2.數位轉型和資安兩者在企業成長中同等重要：日本政府鼓勵企業，數位轉型和資安要同步進行。數位轉型過程中，數據持續發展新的應用方式，就會有資安風險出現，資安長的角色和職責也從守備擴展到商業模式上，企業若將數位轉型視為獲利來源，資安即為必要之投資。

3.資安長職責轉變：以往的企業資安長「1.0版」以防禦為導向，找出資安風險、制定資安計畫、對應資安事件，以及對外的資安報告等，現在資安長「2.0版」，是攻擊型的資安長，主要接觸和業務有關，與事業核心有關，幫助經營者與顧客、市場及股東說明資安投資、預測資安風險，改革並引導企業資安方針。

對企業資安的建議與準備

微軟亞洲首席資安長花村実，分享微軟資安團隊為企業資安提出的準備與建議事項：

1.資安訊息的透明與共享：在過去的一年，網路犯罪經濟蓬勃發展，與網路犯罪活動迅速崛起，全球網路安全複雜性日益增長，攻擊事件頻繁且「升級」，微軟認為透明度和訊息共享對於保護生態系統至關重要，資安人員需要對他們正在防禦的威脅，隨時取得多樣化和及時的洞察。

2.勒索軟體的攻擊升級：全新的勒索軟體模式已擴大成企業型規模，結合攻擊技術和勒索商業模式，人為操作的勒索軟體改變了資安動向，若企業忽視勒索軟體的風險，將面臨組織潰散與營運損失的修復成本。

3.資安長角色位階提升：資安長和資安團隊，會隨著經營者的決策與企業文化，而提升其權限和成熟度，當資安長能以業務和戰略為導向，將能有效抑止企業面臨資安風險。
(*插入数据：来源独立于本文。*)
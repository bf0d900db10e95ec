//! daily-hud secrets
//!
//! Resolves `op://Vault/Item/field` references through the 1Password CLI.
//! Lookups are memoized for the lifetime of one [`SecretResolver`], which
//! the caller owns for a single invocation.

mod error;

pub use error::{Result, SecretError};

use dailyhud_core::command::{command_exists, run_command, CommandError};
use dailyhud_core::Secrets;
use std::collections::{BTreeMap, HashMap};
use std::time::Duration;
use tracing::{debug, warn};

const OP_TIMEOUT: Duration = Duration::from_secs(30);

/// Somewhere secret references can be read from
pub trait SecretSource {
    fn read(&self, reference: &str) -> Result<String>;
}

/// The `op` command line client
#[derive(Debug, Default, Clone, Copy)]
pub struct OpCli;

impl SecretSource for OpCli {
    fn read(&self, reference: &str) -> Result<String> {
        if !command_exists("op") {
            return Err(SecretError::CliUnavailable);
        }

        match run_command("op", &["read", reference], OP_TIMEOUT) {
            Ok(value) => Ok(value.trim().to_string()),
            Err(CommandError::NotFound(_)) => Err(SecretError::CliUnavailable),
            Err(CommandError::TimedOut) => Err(SecretError::Timeout),
            Err(CommandError::Failed { stderr }) => Err(classify_failure(&stderr)),
            Err(CommandError::Io(msg)) => Err(SecretError::ReadFailed(msg)),
        }
    }
}

fn classify_failure(stderr: &str) -> SecretError {
    if stderr.to_lowercase().contains("not signed in") {
        SecretError::NotSignedIn
    } else if stderr.is_empty() {
        SecretError::ReadFailed("Unknown error".to_string())
    } else {
        SecretError::ReadFailed(stderr.to_string())
    }
}

/// Memoizing resolver; one per run
pub struct SecretResolver<S: SecretSource = OpCli> {
    source: S,
    memo: HashMap<String, Result<String>>,
}

impl SecretResolver<OpCli> {
    pub fn new() -> Self {
        Self::with_source(OpCli)
    }
}

impl Default for SecretResolver<OpCli> {
    fn default() -> Self {
        Self::new()
    }
}

impl<S: SecretSource> SecretResolver<S> {
    pub fn with_source(source: S) -> Self {
        Self {
            source,
            memo: HashMap::new(),
        }
    }

    /// Read one reference, consulting the memo first
    pub fn get(&mut self, reference: &str) -> Result<String> {
        if let Some(cached) = self.memo.get(reference) {
            return cached.clone();
        }

        let value = if reference.starts_with("op://") {
            self.source.read(reference)
        } else {
            Err(SecretError::InvalidReference(reference.to_string()))
        };
        self.memo.insert(reference.to_string(), value.clone());
        value
    }

    /// Resolve every configured secret. A failed lookup is recorded as
    /// unresolved rather than failing the run.
    pub fn resolve_all(&mut self, references: &BTreeMap<String, String>) -> Secrets {
        let mut secrets = Secrets::new();
        for (name, reference) in references {
            match self.get(reference) {
                Ok(value) => {
                    debug!("Resolved secret {}", name);
                    secrets.insert(name.clone(), Some(value));
                }
                Err(e) => {
                    warn!("Secret {} unavailable: {}", name, e);
                    secrets.insert(name.clone(), None);
                }
            }
        }
        secrets
    }

    /// Number of distinct references looked up so far
    pub fn lookups(&self) -> usize {
        self.memo.len()
    }
}

/// Resolve `references` with a fresh `op`-backed resolver
pub fn resolve_secrets(references: &BTreeMap<String, String>) -> Secrets {
    SecretResolver::new().resolve_all(references)
}

#[cfg(test)]
mod tests {
    use super::*;
    use std::cell::Cell;

    struct FakeSource {
        calls: Cell<usize>,
    }

    impl SecretSource for FakeSource {
        fn read(&self, reference: &str) -> Result<String> {
            self.calls.set(self.calls.get() + 1);
            match reference {
                "op://Personal/Todoist/credential" => Ok("tok".to_string()),
                "op://Personal/Locked/credential" => Err(SecretError::NotSignedIn),
                _ => Err(SecretError::ReadFailed("no such item".to_string())),
            }
        }
    }

    fn resolver() -> SecretResolver<FakeSource> {
        SecretResolver::with_source(FakeSource { calls: Cell::new(0) })
    }

    #[test]
    fn test_invalid_reference_never_reaches_source() {
        let mut resolver = resolver();
        assert_eq!(
            resolver.get("plain-text-token"),
            Err(SecretError::InvalidReference("plain-text-token".to_string()))
        );
        assert_eq!(resolver.source.calls.get(), 0);
    }

    #[test]
    fn test_memoized() {
        let mut resolver = resolver();
        assert_eq!(resolver.get("op://Personal/Todoist/credential").unwrap(), "tok");
        assert_eq!(resolver.get("op://Personal/Todoist/credential").unwrap(), "tok");
        assert!(resolver.get("op://Personal/Locked/credential").is_err());
        assert!(resolver.get("op://Personal/Locked/credential").is_err());
        assert_eq!(resolver.source.calls.get(), 2);
        assert_eq!(resolver.lookups(), 2);
    }

    #[test]
    fn test_resolve_all_records_failures() {
        let mut refs = BTreeMap::new();
        refs.insert("todoist_token".to_string(), "op://Personal/Todoist/credential".to_string());
        refs.insert("github_token".to_string(), "op://Personal/Missing/credential".to_string());
        refs.insert("truenas_api_key".to_string(), "not-a-reference".to_string());

        let secrets = resolver().resolve_all(&refs);
        assert_eq!(secrets.len(), 3);
        assert_eq!(secrets.get("todoist_token"), Some("tok"));
        assert!(secrets.is_declared("github_token"));
        assert!(!secrets.is_resolved("github_token"));
        assert!(!secrets.is_resolved("truenas_api_key"));
    }

    #[test]
    fn test_classify_failure() {
        assert_eq!(
            classify_failure("[ERROR] You are not signed in"),
            SecretError::NotSignedIn
        );
        assert_eq!(
            classify_failure(""),
            SecretError::ReadFailed("Unknown error".to_string())
        );
    }

    #[test]
    fn test_into_hud_error() {
        let err: dailyhud_core::HudError = SecretError::CliUnavailable.into();
        assert!(err.to_string().starts_with("Secret error: 1Password CLI"));
    }
}
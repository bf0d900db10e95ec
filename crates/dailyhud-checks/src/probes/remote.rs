//! Non-interactive SSH used by the host probes

use dailyhud_core::command::{run_command, CommandError};
use dailyhud_core::{CheckResult, HostCheck, Status, Thresholds};
use std::time::Duration;
use tracing::debug;

pub(crate) const COMMAND_TIMEOUT: Duration = Duration::from_secs(20);
pub(crate) const CONNECT_TIMEOUT: Duration = Duration::from_secs(10);

/// `user@host` reachable with key-based auth only
pub(crate) struct Ssh<'a> {
    user: &'a str,
    host: &'a str,
}

impl<'a> Ssh<'a> {
    pub(crate) fn new(user: &'a str, host: &'a str) -> Self {
        Self { user, host }
    }

    fn target(&self) -> String {
        if self.user.is_empty() {
            self.host.to_string()
        } else {
            format!("{}@{}", self.user, self.host)
        }
    }

    /// Run `command` remotely and return trimmed stdout
    pub(crate) fn run(&self, command: &str, timeout: Duration) -> Result<String, String> {
        let target = self.target();
        debug!("ssh {} {}", target, command);
        let args = [
            "-o",
            "BatchMode=yes",
            "-o",
            "ConnectTimeout=10",
            "-o",
            "StrictHostKeyChecking=accept-new",
            target.as_str(),
            command,
        ];

        match run_command("ssh", &args, timeout) {
            Ok(out) => Ok(out.trim().to_string()),
            Err(CommandError::TimedOut) => Err("Connection timed out".to_string()),
            Err(e) => Err(e.to_string()),
        }
    }
}

/// Fold one host's sub-results: a single "<name>: OK" line when everything
/// passed, otherwise only the non-OK results prefixed with the host name.
pub(crate) fn fold_host_results(name: &str, results: Vec<CheckResult>, ok_suffix: &str) -> Vec<CheckResult> {
    let problems: Vec<CheckResult> = results
        .into_iter()
        .filter(|r| r.status != Status::Ok)
        .map(|r| r.prefixed(name))
        .collect();

    if problems.is_empty() {
        vec![CheckResult::ok(name, format!("{}: OK{}", name, ok_suffix))]
    } else {
        problems
    }
}

/// Grade disk usage rows of `(label, percent, free)` against thresholds
pub(crate) fn grade_disks(
    rows: impl IntoIterator<Item = (String, u32, String)>,
    thresholds: &Thresholds,
    unit: &str,
    render: impl Fn(&str, u32, &str) -> String,
) -> CheckResult {
    let mut errors = Vec::new();
    let mut warnings = Vec::new();

    for (label, pct, free) in rows {
        if pct >= thresholds.disk_critical_percent {
            errors.push(render(&label, pct, &free));
        } else if pct >= thresholds.disk_warning_percent {
            warnings.push(render(&label, pct, &free));
        }
    }

    if !errors.is_empty() {
        CheckResult::error("disk", "Disk critical").with_details(errors)
    } else if !warnings.is_empty() {
        CheckResult::warning(
            "disk",
            format!("Disk: {} {}(s) high", warnings.len(), unit),
        )
        .with_details(warnings)
    } else {
        CheckResult::ok("disk", "Disk: OK")
    }
}

/// Whether a host config asks for `check`
pub(crate) fn wants(checks: &[HostCheck], check: HostCheck) -> bool {
    checks.contains(&check)
}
4.雲端平台對資安的優勢：以雲端平台部署資安解決方案有顯著的優勢。微軟在5年前即擴大資安相關投資至200億美元，結合人員、流程和技術，透過持續監控數百萬網路活動記錄、安全事件訊息，更新使用者行為分析，即時檢測並統計異常，幫助識別潛在的危害發生。

5.  零信任的重要性：基於網路與數據的複雜度提升，企業必須全面考量設備及使用者身份識別安全，零信任策略不僅能保護資產不受攻擊，更同時提升企業資安與生產力。因應年初金管會公布強化上市櫃公司對資安防護，要求台灣上市櫃公司設立資安長與資安專責團隊，台灣微軟在4月將為企業啟動 CISO Salon 計劃，讓企業的資安團隊藉由此平台齊聚學習、交流與分享，內容涵蓋技術法規、市場趨勢，及人才培育。